(Source data)
((
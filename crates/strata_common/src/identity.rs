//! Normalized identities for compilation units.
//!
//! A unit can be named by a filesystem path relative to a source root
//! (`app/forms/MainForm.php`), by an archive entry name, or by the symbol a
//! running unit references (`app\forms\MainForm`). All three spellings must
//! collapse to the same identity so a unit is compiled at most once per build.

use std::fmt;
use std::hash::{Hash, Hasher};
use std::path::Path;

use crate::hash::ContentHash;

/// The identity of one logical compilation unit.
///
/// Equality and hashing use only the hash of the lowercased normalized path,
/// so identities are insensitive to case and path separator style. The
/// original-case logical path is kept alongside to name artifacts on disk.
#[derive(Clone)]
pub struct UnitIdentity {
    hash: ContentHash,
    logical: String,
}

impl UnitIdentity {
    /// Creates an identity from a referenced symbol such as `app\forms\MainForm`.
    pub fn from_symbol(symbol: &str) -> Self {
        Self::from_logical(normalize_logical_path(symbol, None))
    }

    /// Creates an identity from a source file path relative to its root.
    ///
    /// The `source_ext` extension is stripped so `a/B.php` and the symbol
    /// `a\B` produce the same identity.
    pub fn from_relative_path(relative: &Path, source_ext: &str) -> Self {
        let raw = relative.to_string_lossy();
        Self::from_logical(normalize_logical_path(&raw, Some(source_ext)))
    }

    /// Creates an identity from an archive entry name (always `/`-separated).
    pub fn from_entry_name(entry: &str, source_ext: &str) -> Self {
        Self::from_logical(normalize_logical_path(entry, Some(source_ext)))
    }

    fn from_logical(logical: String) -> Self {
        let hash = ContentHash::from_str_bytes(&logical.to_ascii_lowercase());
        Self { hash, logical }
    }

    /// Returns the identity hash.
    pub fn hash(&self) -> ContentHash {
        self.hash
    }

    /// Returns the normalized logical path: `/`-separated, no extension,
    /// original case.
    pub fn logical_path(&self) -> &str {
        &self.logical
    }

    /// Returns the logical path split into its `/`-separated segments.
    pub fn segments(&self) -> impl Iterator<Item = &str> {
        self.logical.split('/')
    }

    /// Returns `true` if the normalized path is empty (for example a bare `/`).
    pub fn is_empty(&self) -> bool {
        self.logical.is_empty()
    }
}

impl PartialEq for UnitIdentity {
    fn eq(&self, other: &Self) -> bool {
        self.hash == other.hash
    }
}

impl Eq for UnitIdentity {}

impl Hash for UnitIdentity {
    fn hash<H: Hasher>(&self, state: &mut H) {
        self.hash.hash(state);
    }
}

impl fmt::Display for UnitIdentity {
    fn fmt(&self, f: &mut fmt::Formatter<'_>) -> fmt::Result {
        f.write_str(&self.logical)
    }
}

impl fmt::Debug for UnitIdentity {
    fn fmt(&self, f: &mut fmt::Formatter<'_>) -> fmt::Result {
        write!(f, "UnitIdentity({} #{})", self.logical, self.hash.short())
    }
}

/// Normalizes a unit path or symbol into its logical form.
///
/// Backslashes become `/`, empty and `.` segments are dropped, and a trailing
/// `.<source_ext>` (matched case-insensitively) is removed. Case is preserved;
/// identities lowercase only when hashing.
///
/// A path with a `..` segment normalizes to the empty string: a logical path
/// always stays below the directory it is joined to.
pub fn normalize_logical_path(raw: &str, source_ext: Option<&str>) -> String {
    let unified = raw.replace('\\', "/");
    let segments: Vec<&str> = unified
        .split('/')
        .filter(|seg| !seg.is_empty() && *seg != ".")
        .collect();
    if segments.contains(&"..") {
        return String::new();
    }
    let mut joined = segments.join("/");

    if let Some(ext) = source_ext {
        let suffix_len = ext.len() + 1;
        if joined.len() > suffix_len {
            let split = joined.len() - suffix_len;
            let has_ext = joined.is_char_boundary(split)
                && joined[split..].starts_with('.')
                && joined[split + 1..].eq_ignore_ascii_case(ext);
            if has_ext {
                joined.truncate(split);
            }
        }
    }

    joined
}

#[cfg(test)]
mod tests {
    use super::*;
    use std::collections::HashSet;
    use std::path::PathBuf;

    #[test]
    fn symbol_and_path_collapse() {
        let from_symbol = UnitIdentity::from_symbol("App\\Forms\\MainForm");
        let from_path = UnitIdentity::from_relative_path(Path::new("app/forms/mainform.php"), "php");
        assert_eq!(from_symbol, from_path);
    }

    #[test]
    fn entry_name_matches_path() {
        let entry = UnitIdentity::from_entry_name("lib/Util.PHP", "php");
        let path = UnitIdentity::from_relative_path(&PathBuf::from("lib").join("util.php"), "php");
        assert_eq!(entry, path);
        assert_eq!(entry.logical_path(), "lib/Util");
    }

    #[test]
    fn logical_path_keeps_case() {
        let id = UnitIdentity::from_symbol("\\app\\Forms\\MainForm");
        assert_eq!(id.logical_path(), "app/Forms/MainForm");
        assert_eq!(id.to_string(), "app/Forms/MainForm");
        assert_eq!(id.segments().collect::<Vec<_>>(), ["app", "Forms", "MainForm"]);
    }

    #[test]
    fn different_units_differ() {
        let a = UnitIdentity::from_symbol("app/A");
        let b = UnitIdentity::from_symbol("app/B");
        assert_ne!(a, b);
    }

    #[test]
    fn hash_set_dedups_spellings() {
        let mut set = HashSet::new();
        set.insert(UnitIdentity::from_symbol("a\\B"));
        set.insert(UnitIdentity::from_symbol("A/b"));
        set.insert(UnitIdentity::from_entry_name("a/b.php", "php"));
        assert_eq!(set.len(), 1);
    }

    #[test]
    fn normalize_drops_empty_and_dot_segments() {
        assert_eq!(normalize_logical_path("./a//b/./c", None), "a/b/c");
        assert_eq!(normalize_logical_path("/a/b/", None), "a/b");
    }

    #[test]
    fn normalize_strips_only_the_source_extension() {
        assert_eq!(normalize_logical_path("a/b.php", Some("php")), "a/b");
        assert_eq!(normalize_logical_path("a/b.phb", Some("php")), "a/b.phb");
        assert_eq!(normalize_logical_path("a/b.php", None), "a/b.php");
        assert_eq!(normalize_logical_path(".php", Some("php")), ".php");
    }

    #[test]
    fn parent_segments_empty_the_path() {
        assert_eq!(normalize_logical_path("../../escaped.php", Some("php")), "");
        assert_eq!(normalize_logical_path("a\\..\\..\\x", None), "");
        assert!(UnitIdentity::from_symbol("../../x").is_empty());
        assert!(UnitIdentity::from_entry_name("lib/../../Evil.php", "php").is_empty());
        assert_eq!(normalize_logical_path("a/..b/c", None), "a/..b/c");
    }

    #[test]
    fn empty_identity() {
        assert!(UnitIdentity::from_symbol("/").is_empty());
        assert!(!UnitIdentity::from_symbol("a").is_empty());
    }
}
))
## Work item
Copy out the lines of the records above in which the string "Creates" appears.

## Output for this exercise
    /// Creates an identity from a referenced symbol such as `app\forms\MainForm`.
    /// Creates an identity from a source file path relative to its root.
    /// Creates an identity from an archive entry name (always `/`-separated).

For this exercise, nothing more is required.